The preanalytical stability of glucagon as measured by liquid chromatography tandem mass spectrometry and two commercially available immunoassays
2017-08-24T13:52:15Z (GMT) by
© 2016, © The Author(s) 2016. Background: One of the main challenges in the measurement of glucagon is the premise that it is unstable in human plasma. Traditionally, protease inhibitors have been used to prevent its degradation; however, their use is controversial. Here, we investigated the optimal method of sample collection for glucagon, with measurement by liquid chromatography tandem mass spectrometry (LC-MS/MS) and two commercially available immunoassays.

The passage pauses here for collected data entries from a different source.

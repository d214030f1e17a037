//! Configuration for the endpoint reconciler.

use std::net::IpAddr;
use std::time::Duration;

use anyhow::{Context, Result};
use scf_endpoints::EndpointPort;
use scf_registry::DbConfig;

/// Endpoint reconciler configuration.
#[derive(Debug, Clone)]
pub struct Config {
    /// Address this API server publishes in the bootstrap endpoints.
    pub advertise_ip: IpAddr,

    /// Service group this API server belongs to.
    pub service_group_id: String,

    /// Port served on `advertise_ip`.
    pub service_port: i32,

    /// TTL of this server's lease.
    pub lease_duration: Duration,

    /// Interval between reconcile passes.
    pub reconcile_interval: Duration,

    /// Also rewrite the subset when its ports differ from ours.
    pub reconcile_ports: bool,

    pub endpoints_namespace: String,
    pub endpoints_name: String,

    /// Deadline for each registry call.
    pub rpc_timeout: Duration,

    /// Use the in-memory registry instead of Postgres.
    pub dev_registry: bool,

    /// Postgres registry settings.
    pub db: DbConfig,

    /// Log level (trace, debug, info, warn, error).
    pub log_level: String,
}

impl Default for Config {
    fn default() -> Self {
        Self {
            advertise_ip: IpAddr::from([127, 0, 0, 1]),
            service_group_id: String::new(),
            service_port: 443,
            lease_duration: Duration::from_secs(15),
            reconcile_interval: Duration::from_secs(10),
            reconcile_ports: true,
            endpoints_namespace: "default".to_string(),
            endpoints_name: "kubernetes".to_string(),
            rpc_timeout: Duration::from_secs(10),
            dev_registry: false,
            db: DbConfig::default(),
            log_level: "info".to_string(),
        }
    }
}

fn env_parse<T: std::str::FromStr>(key: &str) -> Option<T> {
    std::env::var(key).ok().and_then(|s| s.parse().ok())
}

/// The in-memory registry is opt-in; without it a database is required.
fn dev_registry_from(scf_dev: Option<&str>, database_url: Option<&str>) -> Result<bool> {
    if scf_dev == Some("1") {
        return Ok(true);
    }
    if database_url.is_none_or(|url| url.trim().is_empty()) {
        anyhow::bail!("DATABASE_URL is required unless SCF_DEV=1");
    }
    Ok(false)
}

impl Config {
    /// Load configuration from environment variables.
    pub fn from_env() -> Result<Self> {
        let defaults = Self::default();

        let advertise_ip = std::env::var("SCF_ADVERTISE_IP")
            .context("SCF_ADVERTISE_IP is required")?
            .parse()
            .context("SCF_ADVERTISE_IP is not a valid IP address")?;

        let service_port = env_parse::<i32>("SCF_SERVICE_PORT").unwrap_or(defaults.service_port);
        if !(1..=65535).contains(&service_port) {
            anyhow::bail!("SCF_SERVICE_PORT must be in 1..=65535, got {service_port}");
        }

        let lease_duration = env_parse("SCF_LEASE_DURATION_SECS")
            .map(Duration::from_secs)
            .unwrap_or(defaults.lease_duration);

        let reconcile_interval = env_parse("SCF_RECONCILE_INTERVAL_SECS")
            .map(Duration::from_secs)
            .unwrap_or(defaults.reconcile_interval);
        if reconcile_interval >= lease_duration {
            tracing::warn!(
                reconcile_interval_secs = reconcile_interval.as_secs(),
                lease_duration_secs = lease_duration.as_secs(),
                "Reconcile interval is not shorter than the lease duration; leases may lapse"
            );
        }

        let rpc_timeout = env_parse("SCF_RPC_TIMEOUT_SECS")
            .map(Duration::from_secs)
            .unwrap_or(defaults.rpc_timeout);

        let dev_registry = dev_registry_from(
            std::env::var("SCF_DEV").ok().as_deref(),
            std::env::var("DATABASE_URL").ok().as_deref(),
        )?;

        Ok(Self {
            advertise_ip,
            service_group_id: std::env::var("SCF_SERVICE_GROUP_ID")
                .unwrap_or(defaults.service_group_id),
            service_port,
            lease_duration,
            reconcile_interval,
            reconcile_ports: env_parse("SCF_RECONCILE_PORTS").unwrap_or(defaults.reconcile_ports),
            endpoints_namespace: std::env::var("SCF_ENDPOINTS_NAMESPACE")
                .unwrap_or(defaults.endpoints_namespace),
            endpoints_name: std::env::var("SCF_ENDPOINTS_NAME").unwrap_or(defaults.endpoints_name),
            rpc_timeout,
            dev_registry,
            db: DbConfig::from_env(),
            log_level: std::env::var("SCF_LOG_LEVEL").unwrap_or(defaults.log_level),
        })
    }

    /// Ports published for this API server.
    pub fn ports(&self) -> Vec<EndpointPort> {
        vec![EndpointPort::tcp("https", self.service_port)]
    }
}
struct State {
    revision: u64,
    instances: BTreeMap<String, ControllerInstance>,
    /// Lease deadlines of instances with a non-zero `lease_duration_ms`.
    instance_expiry: BTreeMap<String, Instant>,
    log: VecDeque<Event>,
    /// Highest revision dropped from the log.
    compacted: u64,
    leases: BTreeMap<(String, String), Instant>,
    endpoints: BTreeMap<(String, String), Endpoints>,
    fail_writes: u32,
}

impl MemoryRegistry {
    pub fn new() -> Self {
        Self::with_log_capacity(DEFAULT_EVENT_LOG_CAPACITY)
    }

    pub fn with_log_capacity(log_capacity: usize) -> Self {
        let (events, _) = broadcast::channel(log_capacity.max(1));
        Self {
            state: Mutex::new(State {
                revision: 0,
                instances: BTreeMap::new(),
                instance_expiry: BTreeMap::new(),
                log: VecDeque::new(),
                compacted: 0,
                leases: BTreeMap::new(),
                endpoints: BTreeMap::new(),
                fail_writes: 0,
            }),
            events,
            log_capacity: log_capacity.max(1),
        }
    }

    /// Make the next `n` writes fail with `Unavailable`.
    ///
    /// Lease renewals and reaping are not affected.
    pub async fn fail_next_writes(&self, n: u32) {
        self.state.lock().await.fail_writes = n;
    }

    /// Injected failures not yet consumed.
    pub async fn pending_write_failures(&self) -> u32 {
        self.state.lock().await.fail_writes
    }

    /// Current global revision.
    pub async fn revision(&self) -> u64 {
        self.state.lock().await.revision
    }

    fn record(&self, state: &mut State, event: Event) {
        state.log.push_back(event.clone());
        while state.log.len() > self.log_capacity {
            if let Some(dropped) = state.log.pop_front() {
                state.compacted = dropped.object.resource_version;
            }
        }
        // No receivers is fine.
        let _ = self.events.send(event);
    }
}

impl Default for MemoryRegistry {
    fn default() -> Self {
        Self::new()
    }
}

impl State {
    fn next_revision(&mut self) -> u64 {
        self.revision += 1;
        self.revision
    }

    fn arm_instance_lease(&mut self, instance: &ControllerInstance) {
        match instance.lease_duration() {
            Some(ttl) => {
                self.instance_expiry
                    .insert(instance.name.clone(), Instant::now() + ttl);
            }
            None => {
                self.instance_expiry.remove(&instance.name);
            }
        }
    }

    fn check_write(&mut self) -> RegistryResult<()> {
        if self.fail_writes > 0 {
            self.fail_writes -= 1;
            return Err(RegistryError::Unavailable("injected write failure".to_string()));
        }
        Ok(())
    }
}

Methods: Blood from healthy fasting volunteers (n = 10) was processed under a variety of preanalytical conditions including collection in EDTA vs. lithium heparin tubes and the addition of aprotinin and/or a dipeptidyl-peptidase IV (DPPIV) inhibitor. Additionally, the effect of freeze thaw was assessed. Plasma glucagon concentrations were measured by LC-MS/MS and two commercially available immunoassays (HTRF® sandwich immunoassay, Cisbio and Milliplex MAP Human Metabolic Hormone Panel, Merck Millipore). Results: A systematic bias of Milliplex > LC-MS/MS > HTRF was noted and plasma glucagon concentrations were significantly different between methods (Milliplex vs. LC-MS/MS P < 0.01; Milliplex vs. HTRF P < 0.0001; LC-MS/MS vs. HTRF P < 0.001). The addition of aprotinin, DPPIV inhibitor or a combination of aprotinin and DPPIV inhibitor had no effect on plasma glucagon concentrations when compared to ‘non-stabilized’ samples or each other. Whether samples were taken in EDTA tubes or lithium heparin tubes made no difference to plasma glucagon concentrations. These findings were consistent for all three methods. Plasma glucagon concentrations were not significantly different after two freeze–thaw cycles (performed on samples in EDTA tubes containing aprotinin and DPPIV inhibitor). Conclusions: This study demonstrates that glucagon is stable in both EDTA and lithium heparin tubes when stored at −80℃. Furthermore, the addition of aprotinin and DPPIV inhibitors is unnecessary.